Progress in the understanding of disability

The status quo before Coleman arguably saw disability discrimination law in the UK fail to keep pace with our understanding of disability as society has evolved. The great majority of disability discrimination claims turn on whether someone actually succeeds in being classified as being disabled. Now if someone is sacked from work owing to absences related to depression, then their claims no longer exist purely in unfair dismissal alone, now they also arise under disability discrimination.

Discrimination based on perception

This is an area that still needs clarity. If there is a perceived disability, how do you prove this? This issue is especially relevant to cases which concern perceived illness. Instances of discrimination against an individual on the basis of perceived disability is also complicated because barristers are dealing with the infliction of an act which in itself tends to cause an illness in the form of stress. These situations might also involve religion and belief for instance there may be cases where in a civil marriage one party is a Muslim, the other is not and adopts and Islamic surname. However issues of association and perception occur far more frequently in cases of disability’ .

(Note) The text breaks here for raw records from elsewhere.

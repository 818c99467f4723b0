//! Provider session domain
//!
//! Provider configuration and the neutral streaming event type exchanged
//! between the engine and the provider adapter.

pub mod config;
pub mod stream;

pub use config::{ProviderConfig, ProviderConfigPatch, redact};
pub use stream::ProviderEvent;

Sale of goods and service cases

A major source of such claims in associative discrimination will be sale of goods and services cases. These are situations such as where someone tries to enter a cafe attended by a disabled person and is turned away because of their disabled partner. Similarly one can imagine the scenario of a disabled person trying to get into a nightclub and his or her associates being turned away because of their disabled partner.

INTERSECTIONAL DISCRIMINATION

Claims of an intersectional nature have the potential to multiply the likelihood of discrimination by association. In Bahl v The Law Society , an Asian woman claimed that she had been subjected to discriminatory treatment both on the grounds that she was Asian and also on the grounds that she was a woman. The Court of Appeal preferred to try discrimination in this case under separate heads. The powerful minority judgment of Madame Justice L’Heureux Dubé in the case of Canada (A.G.) v Mossop stated: ‘...categories of discrimination may overlap, and individuals may suffer historical exclusion on the basis of both race and gender, age and physical handicap, or some other combination’.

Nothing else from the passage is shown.